The rescheduling will affect dozens of pain medications that contain hydrocodone (a complete list is available here). Typically in these products, the hydrocodone is combined with either acetaminophen or aspirin. Over 130 million prescriptions are written annually in the U.S. for hydrocodone products – making it the most commonly prescribed drug in the country.
Webster says it’s a “myth” that hydrocodone is abused more often than other opioid painkillers.
“Everyone knows that it’s the most common drug prescribed (for pain management). And yet there’s a myth that it is one of the most dangerous drugs. The truth is if you take a look at the harm that is caused by hydrocodone; it is one of the lowest, if not the lowest, of the Schedule II and above, relative to the amount prescribed,” he said.
Pain Patients Worried
Many patients worried about losing their access to hydrocodone wrote to National Pain Report about their concerns.

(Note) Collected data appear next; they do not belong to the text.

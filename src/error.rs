//! Error types for the key-value server
//!
//! Provides unified error handling using thiserror.

use std::io;
use std::net::SocketAddr;

use axum::{
    http::StatusCode,
    response::{IntoResponse, Response},
    Json,
};
use thiserror::Error;

use crate::dispatch::Status;
use crate::models::ErrorResponse;

// == Store Error ==
/// Failure reported by a persistent store connection.
#[derive(Error, Debug, Clone, PartialEq, Eq)]
pub enum StoreError {
    /// The connection is broken or could not be established
    #[error("Store connection error: {0}")]
    Connection(String),

    /// The store rejected or failed the command itself
    #[error("Store command failed: {0}")]
    Command(String),
}

impl StoreError {
    /// Returns true if the error means the connection must be re-established.
    pub fn is_connection(&self) -> bool {
        matches!(self, StoreError::Connection(_))
    }
}

// == Dispatch Error ==
/// Failure handing an operation to the worker pool.
#[derive(Error, Debug, Clone, Copy, PartialEq, Eq)]
pub enum DispatchError {
    /// The job queue is closed; the server is shutting down
    #[error("Dispatcher is shut down")]
    Closed,
}

// == Server Error ==
/// Failures while starting or running the server.
#[derive(Error, Debug)]
pub enum ServerError {
    /// Configuration values are out of range
    #[error("Invalid configuration: {0}")]
    InvalidConfig(String),

    /// The listening socket could not be bound
    #[error("Failed to bind {addr}: {source}")]
    Bind {
        addr: SocketAddr,
        #[source]
        source: io::Error,
    },

    /// A worker could not acquire its store connection
    #[error(transparent)]
    Store(#[from] StoreError),

    /// A worker thread could not be spawned
    #[error("Failed to spawn worker thread: {0}")]
    Spawn(#[source] io::Error),

    /// `start()` was called while the server was not stopped
    #[error("Server is already running")]
    AlreadyRunning,

    /// The shutdown handle was triggered before the server started
    #[error("Shutdown already requested")]
    ShutdownRequested,
}

// == API Error ==
/// Errors surfaced to HTTP clients.
#[derive(Error, Debug)]
pub enum ApiError {
    /// Missing or empty key, malformed body
    #[error("Invalid request: {0}")]
    InvalidRequest(String),

    /// Key absent from both cache and store
    #[error("Key not found: {0}")]
    NotFound(String),

    /// No route matches the request path
    #[error("Not found: {0}")]
    UnknownRoute(String),

    /// Persistent store failed
    #[error("Backend error: {0}")]
    Backend(String),

    /// Dispatcher is shutting down
    #[error("Service unavailable: {0}")]
    Unavailable(String),
}

// == IntoResponse Implementation ==
impl ApiError {
    /// HTTP status for this error. Dispatch outcomes use [`Status::code`].
    pub fn status_code(&self) -> StatusCode {
        let outcome = match self {
            ApiError::InvalidRequest(_) => Status::ValidationError,
            ApiError::NotFound(_) | ApiError::UnknownRoute(_) => Status::NotFound,
            ApiError::Backend(_) => Status::BackendError,
            ApiError::Unavailable(_) => return StatusCode::SERVICE_UNAVAILABLE,
        };
        StatusCode::from_u16(outcome.code()).unwrap_or(StatusCode::INTERNAL_SERVER_ERROR)
    }
}

impl IntoResponse for ApiError {
    fn into_response(self) -> Response {
        let status = self.status_code();
        let body = Json(ErrorResponse::new(self.to_string()));

        (status, body).into_response()
    }
}

// == Result Type Alias ==
/// Convenience Result type for server lifecycle operations.
pub type Result<T> = std::result::Result<T, ServerError>;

“The DEA needs to stay out of this! It really makes me angry that they keep making it harder and harder for pain patients to be treated. Saying chronic pain patients shouldn’t be treated with opiates, and then changing hydrocodone to a higher schedule just makes me so angry,” wrote Trudy Myers.
“I am a 62 year old woman in chronic pain from my back thru my hip down my leg and into my foot. If not for Vicodin taking the edge off every few hours I would not be here anymore because I live thru such pain every single day for 3 years,” said Marty. “All these changes in chronic pain patient’s medications will no doubt increase suicide in pain patients because without small amounts of pills to at least dull the pain a little, we have no life to live.”
“I have no insurance and being in Alabama I fall in the gap, too much income for state help and not enough to enroll in the plans offered by the healthcare law,” said Deborah. “Now I’ll have to pay out of pocket to see my doctor monthly. This will mean the money for these extra visits MUST come from somewhere and it will come from the food budget which is barely sustainable now. My family would be better off if I were dead.”
Millennium’s Passik says patients in rural areas may find it particularly hard to get pain relief when hydrocodone is rescheduled.
“What are rural patients going to do in the middle of the night when they have pain and they can’t get anything?” he asked.
“I’m very worried about the public health consequences of it. It’s not that I’m in favor or not. I think some of the intended effects are needed, but I’m worried about the unintended effects.”